use std::path::PathBuf;

use crate::db::{get_connection, init_db, DB_FILE};
use crate::error::Result;
use crate::reconciler::OverpaymentPolicy;
use crate::settings::{load_settings, save_settings, shellexpand_path};

pub fn run(
    data_dir: Option<String>,
    api_url: Option<String>,
    currency: Option<String>,
    overpayment: Option<OverpaymentPolicy>,
    default_payer: Option<String>,
) -> Result<()> {
    let mut settings = load_settings();

    if let Some(dir) = data_dir {
        settings.data_dir = shellexpand_path(&dir);
    }
    if let Some(url) = api_url {
        settings.api_url = url.trim_end_matches('/').to_string();
    }
    if let Some(symbol) = currency {
        settings.currency_symbol = symbol;
    }
    if let Some(policy) = overpayment {
        settings.overpayment = policy;
    }
    if let Some(payer) = default_payer {
        settings.default_payer = Some(payer.trim().to_string()).filter(|p| !p.is_empty());
    }

    save_settings(&settings)?;

    let resolved = PathBuf::from(&settings.data_dir);
    std::fs::create_dir_all(&resolved)?;
    std::fs::create_dir_all(resolved.join("exports"))?;

    let conn = get_connection(&resolved.join(DB_FILE))?;
    init_db(&conn)?;
    tracing::info!(data_dir = %resolved.display(), "cache initialized");

    println!("Initialized bursar at {}", resolved.display());
    println!("Backend: {}", settings.api_url);
    println!("Overpayment policy: {}", settings.overpayment);
    Ok(())
}
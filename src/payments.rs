//! Checks a new payment before it is posted to the backend.

use chrono::NaiveDate;
use rust_decimal::Decimal;
use sha2::{Digest, Sha256};

use crate::error::{BursarError, Result};
use crate::models::{NewPayment, PaymentMethod, Snapshot};
use crate::money::{parse_decimal, round2};
use crate::reconciler::{reconcile_with, OverpaymentPolicy, PayerFilter};

/// Unvalidated input from the `record` command.
#[derive(Debug, Clone, Default)]
pub struct PaymentDraft {
    pub payer: String,
    pub fee_structure: i64,
    pub amount: String,
    pub method: String,
    pub date: Option<String>,
    pub transaction_id: Option<String>,
    pub remarks: Option<String>,
}

pub fn validate(
    draft: &PaymentDraft,
    ledger: &Snapshot,
    policy: OverpaymentPolicy,
    today: NaiveDate,
) -> Result<NewPayment> {
    let payer = draft.payer.trim();
    if payer.is_empty() {
        return Err(BursarError::Validation("payer is required".into()));
    }

    let amount = parse_decimal(&draft.amount)
        .ok_or_else(|| BursarError::Validation(format!("amount '{}' is not a number", draft.amount)))?;
    if amount <= Decimal::ZERO {
        return Err(BursarError::Validation("amount must be greater than zero".into()));
    }
    let amount = round2(amount);

    let method: PaymentMethod = draft.method.parse().map_err(BursarError::Validation)?;

    let date = match draft.date.as_deref().map(str::trim) {
        Some(raw) if !raw.is_empty() => NaiveDate::parse_from_str(raw, "%Y-%m-%d")
            .map_err(|_| BursarError::Validation(format!("date '{raw}' is not YYYY-MM-DD")))?,
        _ => today,
    };

    let structure = ledger
        .fee_structures
        .iter()
        .find(|s| s.id == Some(draft.fee_structure))
        .ok_or(BursarError::UnknownStructure(draft.fee_structure))?;

    // Cumulative check against what this payer already paid, including rows
    // stored under the student's display name only.
    let mut filter = PayerFilter::identity(payer);
    if let Some(name) = ledger
        .students
        .iter()
        .find(|s| s.email.as_deref().is_some_and(|e| e.trim().eq_ignore_ascii_case(payer)))
        .and_then(|s| s.name.as_deref())
    {
        filter = filter.with_name(name);
    }
    let rec = reconcile_with(
        std::slice::from_ref(structure),
        &ledger.fee_payments,
        Some(&filter),
        policy,
    );
    let remaining = match rec.balance_for(draft.fee_structure, &filter.key()) {
        Some(b) => b.remaining_amount,
        None => structure
            .amount
            .as_deref()
            .and_then(parse_decimal)
            .filter(|d| *d > Decimal::ZERO)
            .map(round2)
            .unwrap_or(Decimal::ZERO),
    };
    if amount > remaining && policy != OverpaymentPolicy::Credit {
        return Err(BursarError::Validation(format!(
            "amount {amount:.2} exceeds remaining balance {remaining:.2} for fee structure {}",
            draft.fee_structure
        )));
    }

    let date = date.format("%Y-%m-%d").to_string();
    let transaction_id = match draft.transaction_id.as_deref().map(str::trim) {
        Some(t) if !t.is_empty() => t.to_string(),
        _ => transaction_id(payer, draft.fee_structure, amount, &date, rec.rows.len()),
    };

    Ok(NewPayment {
        student: payer.to_string(),
        fee_structure: draft.fee_structure,
        amount_paid: format!("{amount:.2}"),
        payment_date: date,
        payment_method: method.label().to_string(),
        transaction_id,
        status: "Paid".to_string(),
        remarks: draft.remarks.clone().unwrap_or_default(),
    })
}

/// Deterministic reference for payments entered without one.
fn transaction_id(payer: &str, fee_structure: i64, amount: Decimal, date: &str, seq: usize) -> String {
    let mut hasher = Sha256::new();
    hasher.update(format!("{}|{fee_structure}|{amount:.2}|{date}|{seq}", payer.to_lowercase()));
    let digest = hex::encode(hasher.finalize());
    format!("TXN-{}", digest[..12].to_uppercase())
}
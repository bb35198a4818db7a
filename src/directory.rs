//! Payer lookup for display. Never consulted for balance math.

use std::collections::HashMap;

use crate::models::{FeePayment, SchoolClass, Student};

const PLACEHOLDER: &str = "\u{2014}";

/// Display details for one payer.
#[derive(Debug, Clone, PartialEq, Eq)]
pub struct PayerInfo {
    pub name: String,
    pub class_name: String,
    pub section: String,
}

pub struct Directory<'a> {
    by_email: HashMap<String, &'a Student>,
    by_name: HashMap<String, &'a Student>,
    classes: HashMap<i64, &'a SchoolClass>,
}

impl<'a> Directory<'a> {
    pub fn new(students: &'a [Student], classes: &'a [SchoolClass]) -> Self {
        let mut by_email = HashMap::new();
        let mut by_name = HashMap::new();
        for s in students {
            if let Some(email) = key(s.email.as_deref()) {
                by_email.entry(email).or_insert(s);
            }
            if let Some(name) = key(s.name.as_deref()) {
                by_name.entry(name).or_insert(s);
            }
        }
        let classes = classes
            .iter()
            .filter_map(|c| c.id.map(|id| (id, c)))
            .collect();
        Self {
            by_email,
            by_name,
            classes,
        }
    }

    /// Find the student behind a payment: email first, then display name.
    pub fn student_for(&self, payment: &FeePayment) -> Option<&'a Student> {
        key(payment.payer.as_deref())
            .and_then(|k| self.by_email.get(&k).copied())
            .or_else(|| {
                key(payment.payer_name.as_deref())
                    .or_else(|| key(payment.payer.as_deref()))
                    .and_then(|k| self.by_name.get(&k).copied())
            })
    }

    /// Resolve name, class and section. Class details come from the student
    /// row when present, otherwise from the linked class record.
    pub fn resolve(&self, payment: &FeePayment) -> PayerInfo {
        let student = self.student_for(payment);
        let class = student
            .and_then(|s| s.class_id)
            .and_then(|id| self.classes.get(&id).copied());

        let name = student
            .and_then(|s| s.name.clone())
            .or_else(|| payment.payer_name.clone())
            .or_else(|| payment.payer.clone())
            .unwrap_or_else(|| PLACEHOLDER.to_string());
        let class_name = student
            .and_then(|s| s.class_name.clone())
            .or_else(|| class.and_then(|c| c.class_name.clone()))
            .unwrap_or_else(|| PLACEHOLDER.to_string());
        let section = student
            .and_then(|s| s.section.clone())
            .or_else(|| class.and_then(|c| c.section.clone()))
            .unwrap_or_else(|| PLACEHOLDER.to_string());

        PayerInfo {
            name,
            class_name,
            section,
        }
    }
}

fn key(value: Option<&str>) -> Option<String> {
    value
        .map(|v| v.trim().to_lowercase())
        .filter(|v| !v.is_empty())
}
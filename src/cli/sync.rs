use rusqlite::Connection;

use crate::api::{decode_pages, Backend, Resource};
use crate::db::{self, CacheUpdate, SyncRecord};
use crate::error::Result;
use crate::settings::load_settings;
use crate::snapshot::checksum;

/// Raw pages of one resource as fetched from the backend.
pub struct Fetched {
    pub resource: Resource,
    pub source: String,
    pub pages: Vec<String>,
}

/// Fetch every resource, then replace the changed tables in one transaction.
/// Nothing is written unless every fetch and decode succeeds.
pub fn run() -> Result<()> {
    let settings = load_settings();
    let mut conn = super::open_cache(&settings)?;
    let backend = Backend::new(&settings.effective_api_url())?;

    let mut fetched = Vec::with_capacity(Resource::ALL.len());
    for resource in Resource::ALL {
        fetched.push(Fetched {
            resource,
            source: backend.url(resource),
            pages: backend.fetch_pages(resource)?,
        });
    }

    let update = stage(&conn, fetched)?;
    for resource in Resource::ALL {
        let table = resource.table();
        if !update.syncs.iter().any(|s| s.table_name == table) {
            println!("{table:<15} unchanged");
        }
    }
    if update.syncs.is_empty() {
        return Ok(());
    }
    db::apply_update(&mut conn, &update)?;
    for s in &update.syncs {
        println!("{:<15} {} records", s.table_name, s.record_count);
    }
    Ok(())
}

/// Decode every changed resource into one cache update. Tables whose
/// checksum matches the last sync are left out.
pub fn stage(conn: &Connection, fetched: Vec<Fetched>) -> Result<CacheUpdate> {
    let mut update = CacheUpdate::default();
    for f in fetched {
        let table = f.resource.table();
        let sum = checksum(f.pages.concat().as_bytes());
        if db::last_checksum(conn, table)?.as_deref() == Some(sum.as_str()) {
            continue;
        }
        let record_count = match f.resource {
            Resource::FeeStructures => {
                let rows = decode_pages(&f.pages)?;
                update.fee_structures.insert(rows).len()
            }
            Resource::FeePayments => {
                let rows = decode_pages(&f.pages)?;
                update.fee_payments.insert(rows).len()
            }
            Resource::Students => {
                let rows = decode_pages(&f.pages)?;
                update.students.insert(rows).len()
            }
            Resource::Classes => {
                let rows = decode_pages(&f.pages)?;
                update.classes.insert(rows).len()
            }
        };
        tracing::debug!(table, pages = f.pages.len(), record_count, "staged");
        update.syncs.push(SyncRecord {
            table_name: table,
            source: f.source,
            checksum: sum,
            record_count,
        });
    }
    Ok(update)
}
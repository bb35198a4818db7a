use crate::db::{get_connection, last_syncs, table_count};
use crate::error::Result;
use crate::fmt::format_bytes;
use crate::settings::load_settings;

pub fn run() -> Result<()> {
    let settings = load_settings();
    let db_path = settings.db_path();

    println!("Data dir:     {}", settings.data_dir);
    println!("Database:     {}", db_path.display());
    println!("Backend:      {}", settings.effective_api_url());
    println!("Overpayment:  {}", settings.overpayment);
    println!(
        "Default payer: {}",
        settings.default_payer.as_deref().unwrap_or("(not set)")
    );

    if !db_path.exists() {
        println!();
        println!("Database not found. Run `bursar init` to set up.");
        return Ok(());
    }

    let size = std::fs::metadata(&db_path)?.len();
    println!("DB size:      {}", format_bytes(size));

    let conn = get_connection(&db_path)?;
    crate::db::init_db(&conn)?;
    println!();
    for table in ["fee_structures", "fee_payments", "students", "classes"] {
        println!("{:<15} {}", format!("{table}:"), table_count(&conn, table)?);
    }

    let syncs = last_syncs(&conn)?;
    if !syncs.is_empty() {
        println!();
        for s in &syncs {
            println!(
                "Last sync of {:<15} {} ({} records from {})",
                s.table_name, s.synced_at, s.record_count, s.source
            );
        }
    }
    Ok(())
}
■ ■ ■ ■
How to complete this task - Lines containing the word "remarks" are to be located in the entries and copied.

Response to this exercise -
    pub remarks: Option<String>,
        remarks: draft.remarks.clone().unwrap_or_default(),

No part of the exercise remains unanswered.